Each year, Casi and her crew of BIC SUPpers go on a paddle and climb adventure. So far, we’ve been doing a Connecticut River expedition. Casi paddles a bazillion miles on SUP boards to meet me. We go climbing over the water, then finish with a few sport routes at Seldon Island. Basically, a three hour tour.
This year, I felt like we needed to up the ante. I suggested we go to Rogers Rock on Lake George in the Adirondack Park. After some reconnaissance, Casi agreed that this was going to be the spot. Since the climbing here is 500 feet tall, and there were six climbers, I recruited my good friend and IFMGA Guide Silas Rossi. If you know him, you know he’s a stud with sharp wit, and he’s quick to crack a joke- He’d be a perfect fit.

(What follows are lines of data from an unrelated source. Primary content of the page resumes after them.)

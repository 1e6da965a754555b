//! Values exchanged with external adapters.

use serde::{Deserialize, Serialize};

use crate::request::EvidenceBundle;

/// One sampled output of the generator.
#[derive(Debug, Clone, PartialEq, Serialize, Deserialize)]
pub struct Candidate {
    /// Position among the samples of one generation round
    pub index: usize,
    /// Generated answer text
    pub text: String,
    /// Log-probability of each generated token, in order
    #[serde(default)]
    pub token_log_probs: Vec<f64>,
    /// Confidence the model reported for its own answer, if any
    #[serde(default, skip_serializing_if = "Option::is_none")]
    pub self_reported_confidence: Option<f64>,
    /// Tokens spent producing this candidate
    #[serde(default)]
    pub tokens_used: u64,
}

impl Candidate {
    pub fn new(index: usize, text: impl Into<String>) -> Self {
        Self {
            index,
            text: text.into(),
            token_log_probs: Vec::new(),
            self_reported_confidence: None,
            tokens_used: 0,
        }
    }

    /// Attaches per-token log-probs.
    pub fn with_log_probs(mut self, token_log_probs: Vec<f64>) -> Self {
        self.token_log_probs = token_log_probs;
        self
    }

    /// Sets the model-reported confidence.
    pub fn with_confidence(mut self, confidence: f64) -> Self {
        self.self_reported_confidence = Some(confidence.clamp(0.0, 1.0));
        self
    }

    /// Records the tokens spent generating this candidate.
    pub fn with_tokens(mut self, tokens_used: u64) -> Self {
        self.tokens_used = tokens_used;
        self
    }

    /// Tokens spent, falling back to a whitespace estimate when the generator
    /// did not report usage.
    pub fn token_estimate(&self) -> u64 {
        if self.tokens_used > 0 {
            self.tokens_used
        } else if !self.token_log_probs.is_empty() {
            self.token_log_probs.len() as u64
        } else {
            self.text.split_whitespace().count() as u64
        }
    }
}

/// What the generator is asked to produce.
#[derive(Debug, Clone, Copy)]
pub struct GenerationPrompt<'a> {
    pub query: &'a str,
    pub context: Option<&'a EvidenceBundle>,
    /// Extra instruction on re-entry (verify against evidence, revise)
    pub instruction: Option<&'a str>,
    /// Index of this sample within the round
    pub sample_index: usize,
}

impl<'a> GenerationPrompt<'a> {
    pub fn new(query: &'a str, context: Option<&'a EvidenceBundle>) -> Self {
        Self {
            query,
            context,
            instruction: None,
            sample_index: 0,
        }
    }

    /// Adds a verify or revise instruction.
    pub fn with_instruction(mut self, instruction: Option<&'a str>) -> Self {
        self.instruction = instruction;
        self
    }

    /// Sets which of the K samples this call produces.
    pub fn with_sample_index(mut self, sample_index: usize) -> Self {
        self.sample_index = sample_index;
        self
    }

    /// Render as a single user prompt.
    pub fn render(&self) -> String {
        let mut prompt = String::new();
        if let Some(context) = self.context.filter(|c| !c.is_empty()) {
            prompt.push_str("Evidence:\n");
            prompt.push_str(&context.render());
            prompt.push_str("\n\n");
        }
        prompt.push_str("Question: ");
        prompt.push_str(self.query);
        if let Some(instruction) = self.instruction {
            prompt.push_str("\n\n");
            prompt.push_str(instruction);
        }
        prompt
    }
}

/// Label of an entailment edge.
#[derive(Debug, Clone, Copy, PartialEq, Eq, Hash, Serialize, Deserialize)]
#[serde(rename_all = "snake_case")]
pub enum EntailmentLabel {
    Entail,
    Neutral,
    Contradict,
}

impl std::fmt::Display for EntailmentLabel {
    fn fmt(&self, f: &mut std::fmt::Formatter<'_>) -> std::fmt::Result {
        match self {
            Self::Entail => write!(f, "entail"),
            Self::Neutral => write!(f, "neutral"),
            Self::Contradict => write!(f, "contradict"),
        }
    }
}

impl std::str::FromStr for EntailmentLabel {
    type Err = String;

    fn from_str(s: &str) -> Result<Self, Self::Err> {
        match s.trim().to_lowercase().as_str() {
            "entail" | "entails" | "entailment" => Ok(Self::Entail),
            "neutral" | "unrelated" => Ok(Self::Neutral),
            "contradict" | "contradicts" | "contradiction" => Ok(Self::Contradict),
            other => Err(format!("unknown entailment label: {}", other)),
        }
    }
}

/// Result of one entailment call.
#[derive(Debug, Clone, Copy, PartialEq, Serialize, Deserialize)]
pub struct Entailment {
    pub label: EntailmentLabel,
    /// Confidence in [0,1]
    pub weight: f64,
}

impl Entailment {
    pub fn new(label: EntailmentLabel, weight: f64) -> Self {
        Self {
            label,
            weight: if weight.is_finite() {
                weight.clamp(0.0, 1.0)
            } else {
                0.0
            },
        }
    }

    pub fn entail(weight: f64) -> Self {
        Self::new(EntailmentLabel::Entail, weight)
    }

    pub fn neutral(weight: f64) -> Self {
        Self::new(EntailmentLabel::Neutral, weight)
    }

    pub fn contradict(weight: f64) -> Self {
        Self::new(EntailmentLabel::Contradict, weight)
    }
}

/// Best supporting span for a claim.
#[derive(Debug, Clone, PartialEq, Serialize, Deserialize)]
pub struct SpanCoverage {
    /// Coverage in [0,1]
    pub score: f64,
    /// Id of the best-matching span
    pub span_id: Option<String>,
}

impl SpanCoverage {
    pub fn none() -> Self {
        Self {
            score: 0.0,
            span_id: None,
        }
    }

    pub fn new(score: f64, span_id: impl Into<String>) -> Self {
        Self {
            score: score.clamp(0.0, 1.0),
            span_id: Some(span_id.into()),
        }
    }
}

#[cfg(test)]
mod tests {
    use super::*;
    use crate::request::EvidenceSpan;

    #[test]
    fn test_token_estimate_fallbacks() {
        assert_eq!(Candidate::new(0, "one two three").token_estimate(), 3);
        assert_eq!(
            Candidate::new(0, "x").with_log_probs(vec![-0.1; 5]).token_estimate(),
            5
        );
        assert_eq!(Candidate::new(0, "x").with_tokens(42).token_estimate(), 42);
    }

    #[test]
    fn test_prompt_render() {
        let bundle = EvidenceBundle::new(vec![EvidenceSpan::new("s1", "Water boils at 100C.")]);
        let prompt = GenerationPrompt::new("When does water boil?", Some(&bundle))
            .with_instruction(Some("Cite the evidence."));
        let rendered = prompt.render();
        assert!(rendered.starts_with("Evidence:\n[s1] Water boils at 100C."));
        assert!(rendered.contains("Question: When does water boil?"));
        assert!(rendered.ends_with("Cite the evidence."));
    }

    #[test]
    fn test_label_parse_and_weight_clamp() {
        assert_eq!("Contradiction".parse::<EntailmentLabel>(), Ok(EntailmentLabel::Contradict));
        assert!("maybe".parse::<EntailmentLabel>().is_err());
        assert_eq!(Entailment::entail(1.7).weight, 1.0);
        assert_eq!(Entailment::neutral(f64::NAN).weight, 0.0);
    }
}
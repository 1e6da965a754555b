//! Background task that owns the calibrator.
//!
//! Outcomes arrive over an mpsc channel and are applied one at a time, so
//! the dual state has exactly one writer. Every update is published on a
//! watch channel; readers copy the latest value and never see a partial
//! update.

use std::path::PathBuf;
use std::sync::Arc;
use tokio::sync::{mpsc, oneshot, watch};
use tokio::task::JoinHandle;
use tracing::{debug, info, warn};

use crate::error::{Error, Result};
use crate::trajectory::{TrajectoryEmitter, TrajectoryEvent, TrajectoryEventType};

use super::calibrator::Calibrator;
use super::types::{CalibrationStats, CalibratorCheckpoint, DualState, Outcome};

const CHANNEL_CAPACITY: usize = 1024;

enum Command {
    Outcome(Outcome),
    Stats(oneshot::Sender<CalibrationStats>),
    Checkpoint(oneshot::Sender<CalibratorCheckpoint>),
}

/// Read side of the dual state.
#[derive(Debug, Clone)]
pub struct DualStateReader {
    rx: watch::Receiver<DualState>,
}

impl DualStateReader {
    /// A reader pinned to one value, for pipelines without a calibrator.
    pub fn fixed(state: DualState) -> Self {
        let (_tx, rx) = watch::channel(state);
        Self { rx }
    }

    /// Copy of the latest published state.
    pub fn snapshot(&self) -> DualState {
        *self.rx.borrow()
    }

    /// Wait for the next published update. Errors once the service stopped.
    pub async fn changed(&mut self) -> Result<DualState> {
        self.rx
            .changed()
            .await
            .map_err(|_| Error::Calibration("calibration service stopped".to_string()))?;
        Ok(*self.rx.borrow_and_update())
    }
}

/// Write side: submits outcomes to the owning task.
#[derive(Debug, Clone)]
pub struct CalibrationHandle {
    tx: mpsc::Sender<Command>,
}

impl CalibrationHandle {
    pub async fn submit(&self, outcome: Outcome) -> Result<()> {
        self.tx
            .send(Command::Outcome(outcome))
            .await
            .map_err(|_| Error::Calibration("calibration service stopped".to_string()))
    }

    pub async fn stats(&self) -> Result<CalibrationStats> {
        let (tx, rx) = oneshot::channel();
        self.tx
            .send(Command::Stats(tx))
            .await
            .map_err(|_| Error::Calibration("calibration service stopped".to_string()))?;
        rx.await
            .map_err(|_| Error::Calibration("calibration service stopped".to_string()))
    }

    /// Current checkpoint, after every previously submitted outcome.
    pub async fn checkpoint(&self) -> Result<CalibratorCheckpoint> {
        let (tx, rx) = oneshot::channel();
        self.tx
            .send(Command::Checkpoint(tx))
            .await
            .map_err(|_| Error::Calibration("calibration service stopped".to_string()))?;
        rx.await
            .map_err(|_| Error::Calibration("calibration service stopped".to_string()))
    }
}

/// Spawns and wires the calibration task.
pub struct CalibrationService;

impl CalibrationService {
    /// Start the owning task. It stops when every handle is dropped and
    /// returns the calibrator from its join handle.
    pub fn spawn(
        calibrator: Calibrator,
        emitter: Arc<dyn TrajectoryEmitter>,
    ) -> (CalibrationHandle, DualStateReader, JoinHandle<Calibrator>) {
        let (tx, rx) = mpsc::channel(CHANNEL_CAPACITY);
        let (state_tx, state_rx) = watch::channel(calibrator.state());
        let task = tokio::spawn(run(calibrator, rx, state_tx, emitter));
        (
            CalibrationHandle { tx },
            DualStateReader { rx: state_rx },
            task,
        )
    }

    /// Load a checkpoint written by the service.
    pub async fn load_checkpoint(path: impl Into<PathBuf>) -> Result<CalibratorCheckpoint> {
        let path = path.into();
        let raw = tokio::fs::read(&path)
            .await
            .map_err(|e| Error::Calibration(format!("reading {}: {}", path.display(), e)))?;
        Ok(serde_json::from_slice(&raw)?)
    }
}

async fn run(
    mut calibrator: Calibrator,
    mut rx: mpsc::Receiver<Command>,
    state_tx: watch::Sender<DualState>,
    emitter: Arc<dyn TrajectoryEmitter>,
) -> Calibrator {
    info!(state = ?calibrator.state(), "calibration service started");

    while let Some(command) = rx.recv().await {
        match command {
            Command::Outcome(outcome) => {
                let qid = outcome.qid.clone().unwrap_or_default();
                match calibrator.update(&outcome) {
                    Ok(state) => {
                        state_tx.send_replace(state);
                        debug!(qid = %qid, ?state, "calibration applied");
                        emitter.emit(
                            TrajectoryEvent::new(
                                TrajectoryEventType::CalibrationApplied,
                                0,
                                format!(
                                    "lambda={:.4} mu={:.4} tau={:.4}",
                                    state.lambda, state.mu, state.tau
                                ),
                            )
                            .with_metadata("qid", qid),
                        );
                        if calibrator.checkpoint_due() {
                            write_checkpoint(&calibrator).await;
                        }
                    }
                    Err(e) => {
                        warn!(qid = %qid, error = %e, "calibration skipped");
                        emitter.emit(
                            TrajectoryEvent::new(
                                TrajectoryEventType::CalibrationSkipped,
                                0,
                                e.to_string(),
                            )
                            .with_metadata("qid", qid),
                        );
                    }
                }
            }
            Command::Stats(reply) => {
                let _ = reply.send(calibrator.stats());
            }
            Command::Checkpoint(reply) => {
                let _ = reply.send(calibrator.checkpoint());
            }
        }
    }

    info!(stats = ?calibrator.stats(), "calibration service stopped");
    calibrator
}

async fn write_checkpoint(calibrator: &Calibrator) {
    let Some(path) = calibrator.config().checkpoint_path.clone() else {
        return;
    };
    let checkpoint = calibrator.checkpoint();
    let bytes = match serde_json::to_vec_pretty(&checkpoint) {
        Ok(bytes) => bytes,
        Err(e) => {
            warn!(error = %e, "failed to serialize calibration checkpoint");
            return;
        }
    };
    // Temp file then rename; the rename is atomic.
    let tmp = path.with_extension("tmp");
    let result = async {
        tokio::fs::write(&tmp, &bytes).await?;
        tokio::fs::rename(&tmp, &path).await
    }
    .await;
    match result {
        Ok(()) => debug!(path = %path.display(), "calibration checkpoint written"),
        Err(e) => warn!(path = %path.display(), error = %e, "calibration checkpoint failed"),
    }
}
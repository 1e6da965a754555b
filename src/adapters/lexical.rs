//! Deterministic lexical adapters.
//!
//! Cheap stand-ins for NLI, judge and retrieval models. They are good enough
//! to run the controller offline and make its tests reproducible.

use async_trait::async_trait;
use std::collections::HashSet;

use crate::error::Result;
use crate::request::EvidenceBundle;
use crate::text;

use super::{Candidate, Entailment, EntailmentAdapter, RetrievalAdapter, Scorer, SpanCoverage};

/// Token-overlap entailment with negation and number mismatch detection.
#[derive(Debug, Clone)]
pub struct LexicalEntailment {
    /// Overlap needed before two claims are considered about the same thing
    pub topic_overlap: f64,
    /// Overlap at which a same-polarity pair counts as entailment
    pub entail_overlap: f64,
}

impl Default for LexicalEntailment {
    fn default() -> Self {
        Self {
            topic_overlap: 0.5,
            entail_overlap: 0.8,
        }
    }
}

impl LexicalEntailment {
    pub fn new() -> Self {
        Self::default()
    }

    /// Synchronous core, shared with the scorer heuristics.
    pub fn classify(&self, a: &str, b: &str) -> Entailment {
        let ta = non_numeric(text::token_set(a));
        let tb = non_numeric(text::token_set(b));
        if ta.is_empty() || tb.is_empty() {
            return Entailment::neutral(0.5);
        }

        let shared = ta.intersection(&tb).count() as f64;
        let overlap = shared / ta.len().min(tb.len()) as f64;
        if overlap < self.topic_overlap {
            return Entailment::neutral(1.0 - overlap);
        }

        if text::has_negation(a) != text::has_negation(b) {
            return Entailment::contradict(overlap);
        }

        let na = text::numbers(a);
        let nb = text::numbers(b);
        if !na.is_empty() && !nb.is_empty() && na.is_disjoint(&nb) {
            return Entailment::contradict(overlap);
        }

        if overlap >= self.entail_overlap {
            Entailment::entail(overlap)
        } else {
            Entailment::neutral(overlap)
        }
    }
}

fn non_numeric(tokens: HashSet<String>) -> HashSet<String> {
    tokens
        .into_iter()
        .filter(|t| !t.chars().next().is_some_and(|c| c.is_ascii_digit()))
        .collect()
}

#[async_trait]
impl EntailmentAdapter for LexicalEntailment {
    async fn entail(&self, claim_a: &str, claim_b: &str) -> Result<Entailment> {
        Ok(self.classify(claim_a, claim_b))
    }
}

/// Best token coverage of a claim against the evidence spans.
#[derive(Debug, Clone, Default)]
pub struct LexicalRetrieval;

impl LexicalRetrieval {
    pub fn best_span(claim: &str, context: &EvidenceBundle) -> SpanCoverage {
        let claim_tokens = text::token_set(claim);
        context
            .spans
            .iter()
            .map(|span| {
                let score = text::coverage(&claim_tokens, &text::token_set(&span.text));
                SpanCoverage::new(score, span.id.clone())
            })
            .fold(SpanCoverage::none(), |best, next| {
                if next.score > best.score {
                    next
                } else {
                    best
                }
            })
    }
}

#[async_trait]
impl RetrievalAdapter for LexicalRetrieval {
    async fn coverage(&self, claim: &str, context: &EvidenceBundle) -> Result<SpanCoverage> {
        Ok(Self::best_span(claim, context))
    }
}

/// Fraction of the candidate's sentences supported by some evidence span.
#[derive(Debug, Clone)]
pub struct LexicalCitationAligner {
    pub min_overlap: f64,
}

impl Default for LexicalCitationAligner {
    fn default() -> Self {
        Self { min_overlap: 0.5 }
    }
}

#[async_trait]
impl Scorer for LexicalCitationAligner {
    async fn score(&self, candidate: &Candidate, context: Option<&EvidenceBundle>) -> Result<f64> {
        let Some(context) = context.filter(|c| !c.is_empty()) else {
            return Ok(0.0);
        };
        let sentences = text::sentences(&candidate.text);
        if sentences.is_empty() {
            return Ok(0.0);
        }
        let supported = sentences
            .iter()
            .filter(|s| LexicalRetrieval::best_span(s, context).score >= self.min_overlap)
            .count();
        Ok(supported as f64 / sentences.len() as f64)
    }

    fn name(&self) -> &str {
        "citation"
    }
}

/// Surface-level judge: penalizes hedging, sweeping absolutes and
/// unsupported precision.
#[derive(Debug, Clone, Default)]
pub struct HeuristicJudge;

const HEDGES: &[&str] = &[
    "i think", "i believe", "probably", "might", "perhaps", "possibly", "not sure", "maybe",
];
const ABSOLUTES: &[&str] = &["always", "never", "every", "all ", "none", "guaranteed"];

impl HeuristicJudge {
    pub fn assess(text: &str) -> f64 {
        let lower = text.to_lowercase();
        if lower.trim().is_empty() {
            return 0.0;
        }
        let mut risk: f64 = 0.0;
        if HEDGES.iter().any(|h| lower.contains(h)) {
            risk += 0.3;
        }
        if ABSOLUTES.iter().any(|a| lower.contains(a)) {
            risk += 0.2;
        }
        if text::numbers(text).len() > 3 {
            risk += 0.15;
        }
        if lower.contains("as an ai") || lower.contains("i cannot") {
            risk += 0.4;
        }
        (1.0 - risk).clamp(0.0, 1.0)
    }
}

#[async_trait]
impl Scorer for HeuristicJudge {
    async fn score(&self, candidate: &Candidate, _context: Option<&EvidenceBundle>) -> Result<f64> {
        Ok(Self::assess(&candidate.text))
    }

    fn name(&self) -> &str {
        "heuristic_judge"
    }
}
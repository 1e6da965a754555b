//! Evaluator: judge, process-reward and citation scores for the best candidate.

use serde::{Deserialize, Serialize};
use std::sync::Arc;
use tracing::warn;

use crate::adapters::{Candidate, Scorer};
use crate::error::Result;
use crate::request::EvidenceBundle;

/// Normalized evaluator scores, each in [0,1].
#[derive(Debug, Clone, Copy, PartialEq, Serialize, Deserialize)]
pub struct Scores {
    pub judge: f64,
    pub prm: f64,
    pub citation_score: f64,
}

impl Scores {
    pub fn worst_case() -> Self {
        Self {
            judge: 0.0,
            prm: 0.0,
            citation_score: 0.0,
        }
    }
}

/// Scores plus the names of scorers that failed.
#[derive(Debug, Clone, PartialEq, Serialize, Deserialize)]
pub struct ScoreReport {
    pub scores: Scores,
    #[serde(default, skip_serializing_if = "Vec::is_empty")]
    pub failed: Vec<String>,
}

/// Runs the three scorers concurrently.
pub struct Evaluator {
    judge: Arc<dyn Scorer>,
    prm: Arc<dyn Scorer>,
    citation: Arc<dyn Scorer>,
}

impl Evaluator {
    pub fn new(judge: Arc<dyn Scorer>, prm: Arc<dyn Scorer>, citation: Arc<dyn Scorer>) -> Self {
        Self {
            judge,
            prm,
            citation,
        }
    }

    pub async fn evaluate(
        &self,
        candidate: &Candidate,
        context: Option<&EvidenceBundle>,
    ) -> ScoreReport {
        let (judge, prm, citation) = tokio::join!(
            self.judge.score(candidate, context),
            self.prm.score(candidate, context),
            self.citation.score(candidate, context),
        );

        let mut failed = Vec::new();
        let scores = Scores {
            judge: normalize(self.judge.name(), judge, &mut failed),
            prm: normalize(self.prm.name(), prm, &mut failed),
            citation_score: normalize(self.citation.name(), citation, &mut failed),
        };
        ScoreReport { scores, failed }
    }
}

/// Clamp to [0,1]; errors and non-finite values become 0.
fn normalize(name: &str, result: Result<f64>, failed: &mut Vec<String>) -> f64 {
    match result {
        Ok(v) if v.is_finite() => v.clamp(0.0, 1.0),
        Ok(v) => {
            warn!(scorer = name, value = v, "non-finite score");
            failed.push(name.to_string());
            0.0
        }
        Err(e) => {
            warn!(scorer = name, error = %e, "scorer failed");
            failed.push(name.to_string());
            0.0
        }
    }
}

#[cfg(test)]
mod tests {
    use super::*;
    use crate::adapters::fixed::FixedScorer;
    use crate::testing::{FailingScorer, SlowScorer};
    use std::time::Duration;

    #[tokio::test]
    async fn test_scores_are_clamped() {
        let evaluator = Evaluator::new(
            Arc::new(FixedScorer::new("judge", 0.8)),
            Arc::new(FixedScorer::new("prm", 1.4)),
            Arc::new(FixedScorer::new("citation", -0.2)),
        );
        let report = evaluator.evaluate(&Candidate::new(0, "x"), None).await;
        assert_eq!(
            report.scores,
            Scores {
                judge: 0.8,
                prm: 1.0,
                citation_score: 0.0
            }
        );
        assert!(report.failed.is_empty());
    }

    #[tokio::test]
    async fn test_failures_are_worst_case() {
        let evaluator = Evaluator::new(
            Arc::new(FailingScorer::new("judge")),
            Arc::new(FixedScorer::new("prm", f64::NAN)),
            Arc::new(FixedScorer::new("citation", 0.7)),
        );
        let report = evaluator.evaluate(&Candidate::new(0, "x"), None).await;
        assert_eq!(report.scores.judge, 0.0);
        assert_eq!(report.scores.prm, 0.0);
        assert_eq!(report.scores.citation_score, 0.7);
        assert_eq!(report.failed, vec!["judge", "prm"]);
    }

    #[tokio::test(start_paused = true)]
    async fn test_scorers_run_concurrently() {
        let evaluator = Evaluator::new(
            Arc::new(SlowScorer::new("judge", 0.9, Duration::from_millis(100))),
            Arc::new(SlowScorer::new("prm", 0.9, Duration::from_millis(100))),
            Arc::new(SlowScorer::new("citation", 0.9, Duration::from_millis(100))),
        );
        let started = tokio::time::Instant::now();
        evaluator.evaluate(&Candidate::new(0, "x"), None).await;
        assert!(started.elapsed() < Duration::from_millis(150));
    }
}
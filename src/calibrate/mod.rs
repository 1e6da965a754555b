//! Learn: online calibration of the dual state from labelled outcomes.
//!
//! - [`Calibrator`]: synchronous dual ascent on λ and μ plus a split-conformal
//!   coverage threshold τ over a sliding window
//! - [`CalibrationService`]: single owning task; [`DualStateReader`] hands out
//!   copies to concurrent requests

mod calibrator;
mod service;
mod types;

pub use calibrator::{conformal_quantile, Calibrator};
pub use service::{CalibrationHandle, CalibrationService, DualStateReader};
pub use types::{CalibrationStats, CalibratorCheckpoint, DualState, Outcome};
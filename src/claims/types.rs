//! Claim and claim-graph value types.

use serde::{Deserialize, Serialize};
use uuid::Uuid;

use crate::adapters::EntailmentLabel;

/// Unique identifier for a claim.
#[derive(Debug, Clone, Copy, PartialEq, Eq, Hash, Serialize, Deserialize)]
pub struct ClaimId(pub Uuid);

impl ClaimId {
    pub fn new() -> Self {
        Self(Uuid::new_v4())
    }
}

impl Default for ClaimId {
    fn default() -> Self {
        Self::new()
    }
}

impl std::fmt::Display for ClaimId {
    fn fmt(&self, f: &mut std::fmt::Formatter<'_>) -> std::fmt::Result {
        write!(f, "{}", self.0)
    }
}

/// An atomic proposition extracted from one candidate.
#[derive(Debug, Clone, PartialEq, Serialize, Deserialize)]
pub struct Claim {
    pub id: ClaimId,
    /// Index of the candidate the claim came from
    pub source_candidate: usize,
    /// Claim text
    pub text: String,
    /// Byte span in the candidate text
    pub span: (usize, usize),
    /// Extraction order within the candidate
    pub ordinal: usize,
    /// Claim is phrased with hedging language
    #[serde(default)]
    pub hedged: bool,
}

impl Claim {
    pub fn new(source_candidate: usize, text: impl Into<String>) -> Self {
        let text = text.into();
        let span = (0, text.len());
        Self {
            id: ClaimId::new(),
            source_candidate,
            text,
            span,
            ordinal: 0,
            hedged: false,
        }
    }

    /// Sets the byte span of the claim in its candidate.
    pub fn with_span(mut self, start: usize, end: usize) -> Self {
        self.span = (start, end);
        self
    }

    /// Sets the position of the claim within its candidate.
    pub fn with_ordinal(mut self, ordinal: usize) -> Self {
        self.ordinal = ordinal;
        self
    }

    /// Marks the claim as hedged.
    pub fn with_hedged(mut self, hedged: bool) -> Self {
        self.hedged = hedged;
        self
    }
}

/// A labelled edge between two claims, stored as node indices with `a < b`.
///
/// Entailment edges point from `a` to `b`; contradiction is symmetric.
#[derive(Debug, Clone, Copy, PartialEq, Serialize, Deserialize)]
pub struct ClaimEdge {
    pub a: usize,
    pub b: usize,
    pub label: EntailmentLabel,
    pub weight: f64,
}

impl ClaimEdge {
    pub fn is_contradiction_above(&self, threshold: f64) -> bool {
        self.label == EntailmentLabel::Contradict && self.weight > threshold
    }
}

We would meet at the Roger’s Rock Boat launch at 0900. Paddle northwest for a 30 minutes. Next, a review of systems and gear, and launch. Silas would climb with Casi, Michelle, and Bronwyn. I had mixed emotions. They have always been mine. I was going to climb with Heather, LouAnn, and Trish. Turns out they’re pretty cool too.
Rack up. Lead. Build anchors. Manage 600′ of rope. Get after it.
So, we sent it! A quick paddle with an overloaded canoe back to the launch, and like that, it was over. High fives, hugs, and seeds planted for next time!
Roger’s Rock History:
“The 1758 Battle on Snowshoes occurred on March 13, 1758, during the French and Indian War. It was fought by members of British Ranger companies led by Robert Rogers against French troops and Indians allied to France. The battle took place near Lake George, now in northern New York, but then in the frontier area between the British province of New York and the French province of Canada. The battle was given its name because the British combatants were wearing snowshoes.
Rogers led a band of about 180 rangers and regulars out to scout French positions. The French commander at Fort Carillon had been alerted to their movement, and sent a force consisting mostly of Indians to meet them. In fierce fighting, the British troop was nearly destroyed, with more than 120 casualties. The French believed that Rogers was killed in this action, as he was forced to abandon his regimental jacket, which contained his commission papers, during his escape from the scene.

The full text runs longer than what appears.